> **Data in this exercise**
▶

use crate::error::{PathValueError, Result};
use crate::models::{HourlyTable, PathTotals, TotalsFormat};
use csv::WriterBuilder;
use std::io;
use std::path::Path;

pub const HOURLY_HEADER: [&str; 3] = ["h", "path", "v_hourly"];

/// Serialize the hourly table as CSV. The header is written even when the
/// table has no rows.
pub fn write_hourly<W: io::Write>(writer: W, table: &HourlyTable) -> csv::Result<()> {
    let mut wtr = WriterBuilder::new().has_headers(false).from_writer(writer);
    wtr.write_record(HOURLY_HEADER)?;
    for row in table.rows() {
        wtr.serialize(row)?;
    }
    wtr.flush()?;
    Ok(())
}

pub fn write_hourly_csv(path: &Path, table: &HourlyTable) -> Result<()> {
    let to_write_error = |source: csv::Error| PathValueError::Write {
        path: path.to_path_buf(),
        source,
    };

    let file = std::fs::File::create(path).map_err(|e| to_write_error(csv::Error::from(e)))?;
    write_hourly(io::BufWriter::new(file), table).map_err(to_write_error)
}

/// One line per path: `(A, B): vobl=<value>, vopt=<value>`.
pub fn format_totals_line(totals: &PathTotals) -> String {
    format!("{}: vobl={:.6}, vopt={:.6}", totals.path, totals.vobl, totals.vopt)
}

pub fn render_totals(totals: &[PathTotals], format: TotalsFormat) -> Result<String> {
    match format {
        TotalsFormat::Text => Ok(totals
            .iter()
            .map(format_totals_line)
            .collect::<Vec<_>>()
            .join("\n")),
        TotalsFormat::Json => Ok(serde_json::to_string_pretty(totals)?),
    }
}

◀

> **Action item**
Verbatim output is expected for the lines from the start of the data to the line in which "One line per" appears, both included.

> **Answer box**
use crate::error::{PathValueError, Result};
use crate::models::{HourlyTable, PathTotals, TotalsFormat};
use csv::WriterBuilder;
use std::io;
use std::path::Path;

pub const HOURLY_HEADER: [&str; 3] = ["h", "path", "v_hourly"];

/// Serialize the hourly table as CSV. The header is written even when the
/// table has no rows.
pub fn write_hourly<W: io::Write>(writer: W, table: &HourlyTable) -> csv::Result<()> {
    let mut wtr = WriterBuilder::new().has_headers(false).from_writer(writer);
    wtr.write_record(HOURLY_HEADER)?;
    for row in table.rows() {
        wtr.serialize(row)?;
    }
    wtr.flush()?;
    Ok(())
}

pub fn write_hourly_csv(path: &Path, table: &HourlyTable) -> Result<()> {
    let to_write_error = |source: csv::Error| PathValueError::Write {
        path: path.to_path_buf(),
        source,
    };

    let file = std::fs::File::create(path).map_err(|e| to_write_error(csv::Error::from(e)))?;
    write_hourly(io::BufWriter::new(file), table).map_err(to_write_error)
}

/// One line per path: `(A, B): vobl=<value>, vopt=<value>`.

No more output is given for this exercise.